=== SOURCE INFORMATION ===
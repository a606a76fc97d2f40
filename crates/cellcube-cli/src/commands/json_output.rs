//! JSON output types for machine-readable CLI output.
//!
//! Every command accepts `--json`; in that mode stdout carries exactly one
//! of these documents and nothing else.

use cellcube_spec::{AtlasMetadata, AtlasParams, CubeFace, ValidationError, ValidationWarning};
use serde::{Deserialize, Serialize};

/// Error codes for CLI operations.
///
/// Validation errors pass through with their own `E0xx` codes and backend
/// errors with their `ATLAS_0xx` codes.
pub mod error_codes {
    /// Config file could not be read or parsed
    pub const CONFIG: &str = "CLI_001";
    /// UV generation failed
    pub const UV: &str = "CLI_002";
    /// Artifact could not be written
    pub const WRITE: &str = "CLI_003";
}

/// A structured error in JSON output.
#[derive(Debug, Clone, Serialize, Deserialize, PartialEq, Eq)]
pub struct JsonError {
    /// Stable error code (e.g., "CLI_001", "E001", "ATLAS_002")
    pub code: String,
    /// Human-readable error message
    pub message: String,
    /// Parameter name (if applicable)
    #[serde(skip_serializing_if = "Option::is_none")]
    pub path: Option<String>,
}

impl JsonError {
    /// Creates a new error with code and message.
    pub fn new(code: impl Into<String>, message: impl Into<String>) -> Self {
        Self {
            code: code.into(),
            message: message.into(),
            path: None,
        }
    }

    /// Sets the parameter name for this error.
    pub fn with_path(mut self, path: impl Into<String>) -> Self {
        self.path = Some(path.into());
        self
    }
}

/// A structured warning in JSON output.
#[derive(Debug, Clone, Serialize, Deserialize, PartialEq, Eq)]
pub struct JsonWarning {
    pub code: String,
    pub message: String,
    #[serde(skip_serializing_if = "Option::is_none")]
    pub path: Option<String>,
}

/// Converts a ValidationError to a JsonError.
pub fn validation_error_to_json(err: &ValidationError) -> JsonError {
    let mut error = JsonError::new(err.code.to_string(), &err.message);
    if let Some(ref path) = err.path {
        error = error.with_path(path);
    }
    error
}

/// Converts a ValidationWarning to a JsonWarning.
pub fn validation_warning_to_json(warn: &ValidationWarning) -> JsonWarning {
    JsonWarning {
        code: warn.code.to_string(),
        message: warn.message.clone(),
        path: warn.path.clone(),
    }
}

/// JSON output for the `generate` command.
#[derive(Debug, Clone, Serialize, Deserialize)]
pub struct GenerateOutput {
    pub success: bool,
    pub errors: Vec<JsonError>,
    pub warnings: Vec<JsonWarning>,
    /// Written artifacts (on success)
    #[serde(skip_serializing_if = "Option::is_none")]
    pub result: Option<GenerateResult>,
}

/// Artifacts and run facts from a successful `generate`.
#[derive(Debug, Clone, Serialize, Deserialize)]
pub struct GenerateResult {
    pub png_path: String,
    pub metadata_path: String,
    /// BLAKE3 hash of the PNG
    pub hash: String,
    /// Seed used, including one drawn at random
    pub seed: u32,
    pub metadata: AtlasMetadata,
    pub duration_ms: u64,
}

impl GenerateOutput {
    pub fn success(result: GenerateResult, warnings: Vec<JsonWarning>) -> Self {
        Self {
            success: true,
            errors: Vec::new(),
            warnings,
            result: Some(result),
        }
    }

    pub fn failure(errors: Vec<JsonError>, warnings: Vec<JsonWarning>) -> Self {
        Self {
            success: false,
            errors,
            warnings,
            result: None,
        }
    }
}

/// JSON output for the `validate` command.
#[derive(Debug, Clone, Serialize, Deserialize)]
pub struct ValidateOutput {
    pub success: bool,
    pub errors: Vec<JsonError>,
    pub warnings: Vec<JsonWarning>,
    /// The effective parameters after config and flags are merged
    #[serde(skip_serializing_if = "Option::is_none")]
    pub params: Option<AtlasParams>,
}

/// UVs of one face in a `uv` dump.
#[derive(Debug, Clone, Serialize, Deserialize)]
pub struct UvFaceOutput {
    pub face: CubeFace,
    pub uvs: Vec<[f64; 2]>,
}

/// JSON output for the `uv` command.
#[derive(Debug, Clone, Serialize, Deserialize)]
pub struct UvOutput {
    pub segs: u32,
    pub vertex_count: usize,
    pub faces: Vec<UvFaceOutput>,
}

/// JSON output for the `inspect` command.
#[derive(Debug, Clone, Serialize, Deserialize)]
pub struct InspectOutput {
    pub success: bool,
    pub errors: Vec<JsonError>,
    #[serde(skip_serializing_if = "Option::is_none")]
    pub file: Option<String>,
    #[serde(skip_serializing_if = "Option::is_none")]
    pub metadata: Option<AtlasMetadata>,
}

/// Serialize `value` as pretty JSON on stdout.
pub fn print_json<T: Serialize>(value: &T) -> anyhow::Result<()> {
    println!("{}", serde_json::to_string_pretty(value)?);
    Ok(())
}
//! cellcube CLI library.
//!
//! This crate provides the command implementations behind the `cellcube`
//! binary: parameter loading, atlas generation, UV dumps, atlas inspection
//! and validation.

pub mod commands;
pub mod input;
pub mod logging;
===
**DESCRIPTION OF THE TASK**. Take the line containing "flags are merged" as the first line and the last line of the data above as the final one. Write out these lines and all between them exactly.

**TASK RESPONSE**.
    /// The effective parameters after config and flags are merged
    #[serde(skip_serializing_if = "Option::is_none")]
    pub params: Option<AtlasParams>,
}

/// UVs of one face in a `uv` dump.
#[derive(Debug, Clone, Serialize, Deserialize)]
pub struct UvFaceOutput {
    pub face: CubeFace,
    pub uvs: Vec<[f64; 2]>,
}

/// JSON output for the `uv` command.
#[derive(Debug, Clone, Serialize, Deserialize)]
pub struct UvOutput {
    pub segs: u32,
    pub vertex_count: usize,
    pub faces: Vec<UvFaceOutput>,
}

/// JSON output for the `inspect` command.
#[derive(Debug, Clone, Serialize, Deserialize)]
pub struct InspectOutput {
    pub success: bool,
    pub errors: Vec<JsonError>,
    #[serde(skip_serializing_if = "Option::is_none")]
    pub file: Option<String>,
    #[serde(skip_serializing_if = "Option::is_none")]
    pub metadata: Option<AtlasMetadata>,
}

/// Serialize `value` as pretty JSON on stdout.
pub fn print_json<T: Serialize>(value: &T) -> anyhow::Result<()> {
    println!("{}", serde_json::to_string_pretty(value)?);
    Ok(())
}
//! cellcube CLI library.
//!
//! This crate provides the command implementations behind the `cellcube`
//! binary: parameter loading, atlas generation, UV dumps, atlas inspection
//! and validation.

pub mod commands;
pub mod input;
pub mod logging;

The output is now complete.